* **WHAT IS EXPECTED**
Copy every line below. Do not alter any of them.

* **Dataset entries**

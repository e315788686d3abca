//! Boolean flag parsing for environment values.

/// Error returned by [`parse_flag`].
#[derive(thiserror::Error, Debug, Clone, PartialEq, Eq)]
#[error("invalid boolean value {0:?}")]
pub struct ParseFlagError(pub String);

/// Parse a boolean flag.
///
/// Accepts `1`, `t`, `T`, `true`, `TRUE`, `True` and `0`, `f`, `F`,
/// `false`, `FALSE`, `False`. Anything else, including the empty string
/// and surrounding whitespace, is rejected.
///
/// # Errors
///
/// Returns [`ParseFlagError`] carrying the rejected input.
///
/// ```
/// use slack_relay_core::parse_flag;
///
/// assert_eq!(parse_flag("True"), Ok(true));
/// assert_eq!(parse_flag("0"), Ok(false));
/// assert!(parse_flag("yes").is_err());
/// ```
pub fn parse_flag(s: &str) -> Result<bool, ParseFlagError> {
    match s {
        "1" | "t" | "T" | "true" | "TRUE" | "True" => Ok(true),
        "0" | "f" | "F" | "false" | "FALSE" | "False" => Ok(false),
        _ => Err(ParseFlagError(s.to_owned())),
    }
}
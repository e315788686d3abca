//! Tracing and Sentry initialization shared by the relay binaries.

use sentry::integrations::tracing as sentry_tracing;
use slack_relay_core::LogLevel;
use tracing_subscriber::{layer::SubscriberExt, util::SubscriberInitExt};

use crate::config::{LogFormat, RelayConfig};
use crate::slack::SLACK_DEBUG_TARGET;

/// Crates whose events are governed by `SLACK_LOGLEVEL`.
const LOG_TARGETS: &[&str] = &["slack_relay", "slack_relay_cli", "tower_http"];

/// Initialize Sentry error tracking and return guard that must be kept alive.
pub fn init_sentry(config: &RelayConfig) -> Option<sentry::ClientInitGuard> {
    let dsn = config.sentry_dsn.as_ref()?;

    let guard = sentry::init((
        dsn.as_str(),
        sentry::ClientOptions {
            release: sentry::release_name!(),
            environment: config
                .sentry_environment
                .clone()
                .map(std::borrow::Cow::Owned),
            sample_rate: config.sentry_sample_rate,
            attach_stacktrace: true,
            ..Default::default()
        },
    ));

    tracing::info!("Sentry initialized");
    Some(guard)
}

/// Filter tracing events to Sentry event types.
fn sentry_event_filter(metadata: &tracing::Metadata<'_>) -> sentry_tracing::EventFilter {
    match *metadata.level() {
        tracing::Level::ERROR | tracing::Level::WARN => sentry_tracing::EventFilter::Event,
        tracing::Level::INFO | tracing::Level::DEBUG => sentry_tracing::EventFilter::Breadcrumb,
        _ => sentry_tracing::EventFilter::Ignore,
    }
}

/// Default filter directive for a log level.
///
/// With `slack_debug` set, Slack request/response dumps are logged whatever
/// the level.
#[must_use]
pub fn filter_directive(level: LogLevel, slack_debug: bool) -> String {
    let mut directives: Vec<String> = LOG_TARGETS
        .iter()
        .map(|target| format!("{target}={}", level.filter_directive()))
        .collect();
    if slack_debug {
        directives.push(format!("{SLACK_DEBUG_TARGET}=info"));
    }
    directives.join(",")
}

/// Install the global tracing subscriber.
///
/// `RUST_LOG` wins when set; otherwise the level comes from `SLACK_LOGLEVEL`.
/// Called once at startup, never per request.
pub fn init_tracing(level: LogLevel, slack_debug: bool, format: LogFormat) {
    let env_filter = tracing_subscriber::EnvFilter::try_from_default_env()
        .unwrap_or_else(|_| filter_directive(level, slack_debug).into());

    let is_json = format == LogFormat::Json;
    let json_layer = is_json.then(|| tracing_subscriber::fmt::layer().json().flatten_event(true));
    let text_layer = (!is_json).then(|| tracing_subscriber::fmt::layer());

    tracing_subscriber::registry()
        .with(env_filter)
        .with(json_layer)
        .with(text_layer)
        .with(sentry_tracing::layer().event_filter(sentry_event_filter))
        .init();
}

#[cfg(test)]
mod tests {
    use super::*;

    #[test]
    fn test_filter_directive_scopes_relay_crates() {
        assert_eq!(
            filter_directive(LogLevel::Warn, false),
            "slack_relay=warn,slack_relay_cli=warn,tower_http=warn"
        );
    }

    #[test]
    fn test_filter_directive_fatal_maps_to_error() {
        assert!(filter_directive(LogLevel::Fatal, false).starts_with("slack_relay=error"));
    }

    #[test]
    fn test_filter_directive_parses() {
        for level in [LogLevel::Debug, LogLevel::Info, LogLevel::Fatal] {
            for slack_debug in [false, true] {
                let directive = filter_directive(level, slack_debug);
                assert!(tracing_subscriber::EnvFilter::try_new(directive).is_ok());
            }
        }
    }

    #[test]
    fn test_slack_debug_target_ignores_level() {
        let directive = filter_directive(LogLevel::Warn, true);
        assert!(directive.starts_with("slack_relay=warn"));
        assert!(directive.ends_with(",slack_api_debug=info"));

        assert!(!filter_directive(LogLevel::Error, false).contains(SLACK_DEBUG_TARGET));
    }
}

* **ANSWER SPACE**
repository e315788686d3abca
//! Boolean flag parsing for environment values.

/// Error returned by [`parse_flag`].
#[derive(thiserror::Error, Debug, Clone, PartialEq, Eq)]
#[error("invalid boolean value {0:?}")]
pub struct ParseFlagError(pub String);

/// Parse a boolean flag.
///
/// Accepts `1`, `t`, `T`, `true`, `TRUE`, `True` and `0`, `f`, `F`,
/// `false`, `FALSE`, `False`. Anything else, including the empty string
/// and surrounding whitespace, is rejected.
///
/// # Errors
///
/// Returns [`ParseFlagError`] carrying the rejected input.
///
/// ```
/// use slack_relay_core::parse_flag;
///
/// assert_eq!(parse_flag("True"), Ok(true));
/// assert_eq!(parse_flag("0"), Ok(false));
/// assert!(parse_flag("yes").is_err());
/// ```
pub fn parse_flag(s: &str) -> Result<bool, ParseFlagError> {
    match s {
        "1" | "t" | "T" | "true" | "TRUE" | "True" => Ok(true),
        "0" | "f" | "F" | "false" | "FALSE" | "False" => Ok(false),
        _ => Err(ParseFlagError(s.to_owned())),
    }
}
repository e315788686d3abca
//! Tracing and Sentry initialization shared by the relay binaries.

use sentry::integrations::tracing as sentry_tracing;
use slack_relay_core::LogLevel;
use tracing_subscriber::{layer::SubscriberExt, util::SubscriberInitExt};

use crate::config::{LogFormat, RelayConfig};
use crate::slack::SLACK_DEBUG_TARGET;

/// Crates whose events are governed by `SLACK_LOGLEVEL`.
const LOG_TARGETS: &[&str] = &["slack_relay", "slack_relay_cli", "tower_http"];

/// Initialize Sentry error tracking and return guard that must be kept alive.
pub fn init_sentry(config: &RelayConfig) -> Option<sentry::ClientInitGuard> {
    let dsn = config.sentry_dsn.as_ref()?;

    let guard = sentry::init((
        dsn.as_str(),
        sentry::ClientOptions {
            release: sentry::release_name!(),
            environment: config
                .sentry_environment
                .clone()
                .map(std::borrow::Cow::Owned),
            sample_rate: config.sentry_sample_rate,
            attach_stacktrace: true,
            ..Default::default()
        },
    ));

    tracing::info!("Sentry initialized");
    Some(guard)
}

/// Filter tracing events to Sentry event types.
fn sentry_event_filter(metadata: &tracing::Metadata<'_>) -> sentry_tracing::EventFilter {
    match *metadata.level() {
        tracing::Level::ERROR | tracing::Level::WARN => sentry_tracing::EventFilter::Event,
        tracing::Level::INFO | tracing::Level::DEBUG => sentry_tracing::EventFilter::Breadcrumb,
        _ => sentry_tracing::EventFilter::Ignore,
    }
}

/// Default filter directive for a log level.
///
/// With `slack_debug` set, Slack request/response dumps are logged whatever
/// the level.
#[must_use]
pub fn filter_directive(level: LogLevel, slack_debug: bool) -> String {
    let mut directives: Vec<String> = LOG_TARGETS
        .iter()
        .map(|target| format!("{target}={}", level.filter_directive()))
        .collect();
    if slack_debug {
        directives.push(format!("{SLACK_DEBUG_TARGET}=info"));
    }
    directives.join(",")
}

/// Install the global tracing subscriber.
///
/// `RUST_LOG` wins when set; otherwise the level comes from `SLACK_LOGLEVEL`.
/// Called once at startup, never per request.
pub fn init_tracing(level: LogLevel, slack_debug: bool, format: LogFormat) {
    let env_filter = tracing_subscriber::EnvFilter::try_from_default_env()
        .unwrap_or_else(|_| filter_directive(level, slack_debug).into());

    let is_json = format == LogFormat::Json;
    let json_layer = is_json.then(|| tracing_subscriber::fmt::layer().json().flatten_event(true));
    let text_layer = (!is_json).then(|| tracing_subscriber::fmt::layer());

    tracing_subscriber::registry()
        .with(env_filter)
        .with(json_layer)
        .with(text_layer)
        .with(sentry_tracing::layer().event_filter(sentry_event_filter))
        .init();
}

#[cfg(test)]
mod tests {
    use super::*;

    #[test]
    fn test_filter_directive_scopes_relay_crates() {
        assert_eq!(
            filter_directive(LogLevel::Warn, false),
            "slack_relay=warn,slack_relay_cli=warn,tower_http=warn"
        );
    }

    #[test]
    fn test_filter_directive_fatal_maps_to_error() {
        assert!(filter_directive(LogLevel::Fatal, false).starts_with("slack_relay=error"));
    }

    #[test]
    fn test_filter_directive_parses() {
        for level in [LogLevel::Debug, LogLevel::Info, LogLevel::Fatal] {
            for slack_debug in [false, true] {
                let directive = filter_directive(level, slack_debug);
                assert!(tracing_subscriber::EnvFilter::try_new(directive).is_ok());
            }
        }
    }

    #[test]
    fn test_slack_debug_target_ignores_level() {
        let directive = filter_directive(LogLevel::Warn, true);
        assert!(directive.starts_with("slack_relay=warn"));
        assert!(directive.ends_with(",slack_api_debug=info"));

        assert!(!filter_directive(LogLevel::Error, false).contains(SLACK_DEBUG_TARGET));
    }
}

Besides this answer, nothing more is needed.